*** Begin section ***
//! Integration tests for the relay WebSocket transport
//!
//! A local tokio-tungstenite server plays the relay: it captures the handshake
//! cookie and scripts envelopes back to the client.

#[macro_use]
mod common;

use bridgelink::codec::{self, envelope};
use bridgelink::{
    CloseReason, ConnectionState, CredentialError, NeverReconnect, Packet, StaticCredentials,
};
use common::{FailingCredentials, MockRelayServer, RecordingSession, RelayConnection, WAIT};
use futures_util::{SinkExt, StreamExt};
use std::borrow::Cow;
use std::sync::Arc;
use std::time::{Duration, Instant};
use tokio_tungstenite::tungstenite::protocol::frame::coding::CloseCode;
use tokio_tungstenite::tungstenite::protocol::CloseFrame;
use tokio_tungstenite::tungstenite::Message;

async fn send_binary(connection: &mut RelayConnection, bytes: Vec<u8>) {
    connection.ws.send(Message::Binary(bytes)).await.unwrap();
}

/// Next binary message from the client, split into envelope type and body
async fn recv_envelope(connection: &mut RelayConnection) -> (i32, Vec<u8>) {
    loop {
        let message = tokio::time::timeout(WAIT, connection.ws.next())
            .await
            .expect("timed out waiting for client data")
            .expect("client closed the stream")
            .unwrap();
        if let Message::Binary(data) = message {
            let (envelope_type, body) = codec::decode_envelope(&data).unwrap();
            return (envelope_type, body.to_vec());
        }
    }
}

async fn connect_established(
    server: &mut MockRelayServer,
    events: &common::SessionEvents,
    manager: &bridgelink::ConnectionManager,
) -> RelayConnection {
    manager.connect();
    let mut connection = server.accept().await;
    send_binary(&mut connection, codec::encode_envelope(envelope::CONNECTION_OK, &[])).await;
    events.wait_for_state(ConnectionState::Connected);
    connection
}

#[tokio::test(flavor = "multi_thread", worker_threads = 2)]
async fn test_handshake_cookie_and_connection_ok() {
    let mut server = MockRelayServer::start().await;
    let (session, events) = RecordingSession::new();

    let manager = bridgelink::builder()
        .relay("install-1", StaticCredentials::new("id token", "push-1"))
        .relay_url(server.ws_url())
        .session(session)
        .reconnect_strategy(NeverReconnect)
        .build()
        .await
        .unwrap();

    manager.connect();
    let mut connection = server.accept().await;
    let cookie = connection.cookie.clone().unwrap();
    verbose_println!("  cookie: {}", cookie);
    assert_eq!(
        cookie,
        "communications=1; isServer=false; installationID=install-1; idToken=id+token; fcmToken=push-1"
    );

    // Not open until the relay says so
    assert_eq!(manager.connection_state(), ConnectionState::Connecting);
    assert!(!manager.send(Packet::new(1, b"early".to_vec())));

    send_binary(&mut connection, codec::encode_envelope(envelope::CONNECTION_OK, &[])).await;
    events.wait_for_state(ConnectionState::Connected);
    assert!(manager.is_connected());
}

#[tokio::test(flavor = "multi_thread", worker_threads = 2)]
async fn test_proxied_frames_both_directions() {
    let mut server = MockRelayServer::start().await;
    let (session, events) = RecordingSession::new();

    let manager = bridgelink::builder()
        .relay("install-1", StaticCredentials::new("id", "push"))
        .relay_url(server.ws_url())
        .session(session)
        .reconnect_strategy(NeverReconnect)
        .build()
        .await
        .unwrap();

    let mut connection = connect_established(&mut server, &events, &manager).await;

    send_binary(
        &mut connection,
        codec::encode_relay(envelope::CLIENT_PROXY, 5, b"inbound"),
    )
    .await;
    assert_eq!(events.wait_for_message(), (5, b"inbound".to_vec()));

    // Unknown envelopes are ignored
    send_binary(
        &mut connection,
        codec::encode_envelope(envelope::SERVER_NOTIFY_PUSH, b"ignored"),
    )
    .await;

    assert!(manager.send(Packet::new(9, b"outbound".to_vec())));
    let (envelope_type, body) = recv_envelope(&mut connection).await;
    assert_eq!(envelope_type, envelope::CLIENT_PROXY);
    let frame = codec::decode_relay(&body, 1024).unwrap();
    assert_eq!(frame.message_type, 9);
    assert_eq!(frame.payload, b"outbound");
    assert!(manager.is_connected());
}

#[tokio::test(flavor = "multi_thread", worker_threads = 2)]
async fn test_proxied_data_before_connection_ok_is_dropped() {
    let mut server = MockRelayServer::start().await;
    let (session, events) = RecordingSession::new();

    let manager = bridgelink::builder()
        .relay("install-1", StaticCredentials::new("id", "push"))
        .relay_url(server.ws_url())
        .session(session)
        .reconnect_strategy(NeverReconnect)
        .build()
        .await
        .unwrap();

    manager.connect();
    let mut connection = server.accept().await;
    send_binary(&mut connection, codec::encode_relay(envelope::CLIENT_PROXY, 1, b"early")).await;
    send_binary(&mut connection, codec::encode_envelope(envelope::CONNECTION_OK, &[])).await;
    send_binary(&mut connection, codec::encode_relay(envelope::CLIENT_PROXY, 2, b"late")).await;

    events.wait_for_state(ConnectionState::Connected);
    assert_eq!(events.wait_for_message(), (2, b"late".to_vec()));
}

#[tokio::test(flavor = "multi_thread", worker_threads = 2)]
async fn test_push_token_registration() {
    let mut server = MockRelayServer::start().await;
    let (session, events) = RecordingSession::new();

    let manager = bridgelink::builder()
        .relay("install-1", StaticCredentials::new("id", "push"))
        .relay_url(server.ws_url())
        .session(session)
        .reconnect_strategy(NeverReconnect)
        .build()
        .await
        .unwrap();

    let mut connection = connect_established(&mut server, &events, &manager).await;

    assert!(manager.register_push_token("token-é"));
    let (envelope_type, body) = recv_envelope(&mut connection).await;
    assert_eq!(envelope_type, envelope::CLIENT_ADD_PUSH_TOKEN);
    assert_eq!(body, b"token-\xE9".to_vec());

    assert!(manager.unregister_push_token("token-1"));
    let (envelope_type, body) = recv_envelope(&mut connection).await;
    assert_eq!(envelope_type, envelope::CLIENT_REMOVE_PUSH_TOKEN);
    assert_eq!(body, b"token-1".to_vec());
}

#[tokio::test(flavor = "multi_thread", worker_threads = 2)]
async fn test_close_code_maps_to_reason() {
    let mut server = MockRelayServer::start().await;
    let (session, events) = RecordingSession::new();

    let manager = bridgelink::builder()
        .relay("install-1", StaticCredentials::new("id", "push"))
        .relay_url(server.ws_url())
        .session(session)
        .reconnect_strategy(NeverReconnect)
        .build()
        .await
        .unwrap();

    let mut connection = connect_established(&mut server, &events, &manager).await;

    let frame = CloseFrame {
        code: CloseCode::from(4001),
        reason: Cow::Borrowed("full"),
    };
    connection.ws.send(Message::Close(Some(frame))).await.unwrap();

    let reason = events.wait_for_state(ConnectionState::Disconnected);
    assert_eq!(reason, Some(CloseReason::GroupAtCapacity));
    assert!(!reason.map(|reason| reason.is_silent()).unwrap_or(true));
}

#[tokio::test(flavor = "multi_thread", worker_threads = 2)]
async fn test_malformed_envelope_is_protocol_error() {
    let mut server = MockRelayServer::start().await;
    let (session, events) = RecordingSession::new();

    let manager = bridgelink::builder()
        .relay("install-1", StaticCredentials::new("id", "push"))
        .relay_url(server.ws_url())
        .session(session)
        .reconnect_strategy(NeverReconnect)
        .build()
        .await
        .unwrap();

    let mut connection = connect_established(&mut server, &events, &manager).await;
    send_binary(&mut connection, vec![0x00, 0x01]).await;

    let reason = events.wait_for_state(ConnectionState::Disconnected);
    assert_eq!(reason, Some(CloseReason::ProtocolError));
}

#[tokio::test(flavor = "multi_thread", worker_threads = 2)]
async fn test_handshake_timeout_is_connectivity_failure() {
    let mut server = MockRelayServer::start().await;
    let (session, events) = RecordingSession::new();

    let manager = bridgelink::builder()
        .relay("install-1", StaticCredentials::new("id", "push"))
        .relay_url(server.ws_url())
        .handshake_timeout_ms(300)
        .session(session)
        .reconnect_strategy(NeverReconnect)
        .build()
        .await
        .unwrap();

    manager.connect();
    let _connection = server.accept().await;

    let reason = events.wait_for_state(ConnectionState::Disconnected);
    assert_eq!(reason, Some(CloseReason::ConnectivityFailure));
}

#[tokio::test(flavor = "multi_thread", worker_threads = 2)]
async fn test_credential_failures_close_before_dialing() {
    let cases = [
        (CredentialError::Fetch("offline".to_string()), CloseReason::InternalError),
        (CredentialError::NotSignedIn, CloseReason::Unauthorized),
    ];

    for (error, expected) in cases {
        let mut server = MockRelayServer::start().await;
        let (session, events) = RecordingSession::new();

        let manager = bridgelink::builder()
            .relay("install-1", FailingCredentials(error))
            .relay_url(server.ws_url())
            .session(session)
            .reconnect_strategy(NeverReconnect)
            .build()
            .await
            .unwrap();

        manager.connect();
        let reason = events.wait_for_state(ConnectionState::Disconnected);
        assert_eq!(reason, Some(expected));
        assert!(server.try_accept(Duration::from_millis(200)).await.is_none());
    }
}

#[tokio::test(flavor = "multi_thread", worker_threads = 2)]
async fn test_disconnect_sends_close_frame() {
    let mut server = MockRelayServer::start().await;
    let (session, events) = RecordingSession::new();

    let manager = bridgelink::builder()
        .relay("install-1", StaticCredentials::new("id", "push"))
        .relay_url(server.ws_url())
        .session(session)
        .reconnect_strategy(NeverReconnect)
        .build()
        .await
        .unwrap();

    let mut connection = connect_established(&mut server, &events, &manager).await;

    manager.disconnect();
    assert_eq!(
        events.wait_for_state(ConnectionState::Disconnected),
        Some(CloseReason::Requested)
    );

    let closed = tokio::time::timeout(WAIT, async {
        loop {
            match connection.ws.next().await {
                Some(Ok(Message::Close(_))) | None | Some(Err(_)) => return,
                Some(Ok(_)) => continue,
            }
        }
    })
    .await;
    assert!(closed.is_ok());
}

#[tokio::test(flavor = "multi_thread", worker_threads = 2)]
async fn test_disconnect_completes_when_relay_stops_reading() {
    let mut server = MockRelayServer::start().await;
    let (session, events) = RecordingSession::new();

    let manager = bridgelink::builder()
        .relay("install-1", StaticCredentials::new("id", "push"))
        .relay_url(server.ws_url())
        .session(session)
        .reconnect_strategy(NeverReconnect)
        .build()
        .await
        .unwrap();

    // The relay accepts, then never reads again
    let _connection = connect_established(&mut server, &events, &manager).await;

    let payload = vec![0x42u8; 256 * 1024];
    for i in 0..200 {
        assert!(manager.send(Packet::new(i, payload.clone())));
    }
    // Let the writer fill the socket buffers and block
    tokio::time::sleep(Duration::from_millis(300)).await;

    let manager = Arc::new(manager);
    let stopping = Arc::clone(&manager);
    let started = Instant::now();
    let stopped = tokio::time::timeout(
        Duration::from_secs(10),
        tokio::task::spawn_blocking(move || stopping.disconnect()),
    )
    .await;
    verbose_println!("  disconnect took {:?}", started.elapsed());

    assert!(stopped.is_ok(), "disconnect blocked on a stalled relay");
    assert_eq!(
        events.wait_for_state(ConnectionState::Disconnected),
        Some(CloseReason::Requested)
    );
    assert!(!manager.is_connected());
}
*** End section ***
**Task:** Go through the records above, find every line with the word "CloseCode", and list those lines.

**Exercise response:**
use tokio_tungstenite::tungstenite::protocol::frame::coding::CloseCode;
        code: CloseCode::from(4001),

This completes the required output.